Provided records:
☆ ☆ ☆

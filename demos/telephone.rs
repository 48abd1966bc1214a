//! A crude game of telephone: a chain of repeater components each garble
//! a line of text by replacing a fraction of its letters with dashes and
//! forward it downstream. The line is injected through a
//! [`QueuedEventSource`] driven by an [`EventTimingController`], ending
//! when the last repeater's output is all dashes.

use std::sync::Arc;
use std::thread;
use std::time::Duration;

use rand::Rng;

use mcf_rt::{
	Component, ComponentInstantiator, ComponentManager, ComponentState, ComponentSystemConfiguration,
	ComponentSystemConfigurator, ComponentType, EventTimingController, InMemoryValueStore, Port, PortReceiver,
	PortRegistrar, PortSender, QueuedEventSource, Result, Timestamp, Value, ValueStore,
};

const POEM_LINE: &str = "Tyger Tyger, burning bright, in the forests of the night";
const ERROR_RATE: u32 = 6;
const NUM_REPEATERS: usize = 5;

fn garble(text: &str) -> String
{
	let mut rng = rand::thread_rng();
	text.chars()
		.map(|c| if rng.gen_ratio(1, ERROR_RATE) { '-' } else { c })
		.collect()
}

fn is_fully_garbled(text: &str) -> bool
{
	text.chars().all(|c| c == '-' || c.is_whitespace() || !c.is_alphabetic())
}

struct Repeater
{
	name: String,
	state: ComponentState,
	incoming: Option<PortReceiver>,
	outgoing: Option<PortSender>,
	worker: Option<thread::JoinHandle<()>>,
	stop: Arc<std::sync::atomic::AtomicBool>,
}

impl Repeater
{
	fn new(name: impl Into<String>) -> Self
	{
		Repeater {
			name: name.into(),
			state: ComponentState::Stopped,
			incoming: None,
			outgoing: None,
			worker: None,
			stop: Arc::new(std::sync::atomic::AtomicBool::new(false)),
		}
	}
}

impl Component for Repeater
{
	fn configure(&mut self, registrar: &mut dyn PortRegistrar) -> Result<()>
	{
		registrar.register_port(Port::new_receiver("incoming"))?;
		registrar.register_port(Port::new_sender("outgoing"))?;
		self.incoming = Some(registrar.receiver("incoming")?);
		self.outgoing = Some(registrar.sender("outgoing")?);
		Ok(())
	}

	fn ctrl_start(&mut self)
	{
		let incoming = self.incoming.take().expect("configured before start");
		let outgoing = self.outgoing.take().expect("configured before start");
		let stop = Arc::clone(&self.stop);
		let name = self.name.clone();

		self.worker = Some(thread::spawn(move || {
			while !stop.load(std::sync::atomic::Ordering::SeqCst) {
				let Some(line) = incoming.try_recv() else {
					thread::sleep(Duration::from_millis(5));
					continue;
				};
				let Some(text) = line.downcast_ref::<String>() else {
					continue;
				};
				let garbled = garble(text);
				tracing::debug!(repeater = %name, %garbled, "forwarding");
				let _ = outgoing.send(Value::new(garbled, line.id()));
			}
		}));
		self.state = ComponentState::Started;
	}

	fn ctrl_run(&mut self)
	{
		self.state = ComponentState::Running;
	}

	fn ctrl_stop(&mut self)
	{
		self.stop.store(true, std::sync::atomic::Ordering::SeqCst);
		if let Some(worker) = self.worker.take() {
			let _ = worker.join();
		}
		self.state = ComponentState::Stopped;
	}

	fn get_state(&self) -> ComponentState
	{
		self.state
	}

	fn get_name(&self) -> &str
	{
		&self.name
	}
}

fn main()
{
	tracing_subscriber::fmt::init();

	let store: Arc<dyn ValueStore> = Arc::new(InMemoryValueStore::new());
	let manager = ComponentManager::new(store.clone(), vec![]);
	let instantiator = Arc::new(ComponentInstantiator::new(Arc::clone(&manager)));
	instantiator
		.add_component_type(ComponentType::new("demo/repeater", || Box::new(Repeater::new("unnamed"))))
		.expect("register type");

	let mut components = serde_json::Map::new();
	for i in 0..NUM_REPEATERS {
		let entry = serde_json::json!({
			"type": "demo/repeater",
			"port_mapping": {
				"incoming": format!("line.{i}"),
				"outgoing": format!("line.{}", i + 1),
			}
		});
		components.insert(format!("repeater-{i}"), entry);
	}
	let config: ComponentSystemConfiguration =
		serde_json::from_value(serde_json::json!({ "components": components })).expect("valid config");

	let configurator = ComponentSystemConfigurator::new(Arc::clone(&manager), Arc::clone(&instantiator));
	configurator.configure(&config).expect("wiring succeeds");
	manager.startup(true);

	let etc = Arc::new(EventTimingController::new());
	let source = Arc::new(QueuedEventSource::new(store.clone(), Arc::downgrade(&etc)));
	source.push_new_event(Timestamp(0), "line.0", Value::new(POEM_LINE.to_string(), 1), "narrator", "outgoing");
	source.set_finished(true);
	etc.add_event_source("narrator", source);
	etc.start();

	let last_topic = format!("line.{NUM_REPEATERS}");
	let deadline = std::time::Instant::now() + Duration::from_secs(2);
	loop {
		if let Some(line) = store.get_value(&last_topic) {
			if let Some(text) = line.downcast_ref::<String>() {
				if is_fully_garbled(text) {
					tracing::info!(%text, "fully garbled, stopping");
					break;
				}
			}
		}
		if std::time::Instant::now() > deadline {
			tracing::info!("deadline reached without full garbling");
			break;
		}
		thread::sleep(Duration::from_millis(10));
	}

	etc.finish();
	manager.shutdown();
}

☆ ☆ ☆

Task to carry out: Search the material above for "else". Pull out each line where it shows up.

Result of the exercise:
		.map(|c| if rng.gen_ratio(1, ERROR_RATE) { '-' } else { c })
				let Some(line) = incoming.try_recv() else {
				let Some(text) = line.downcast_ref::<String>() else {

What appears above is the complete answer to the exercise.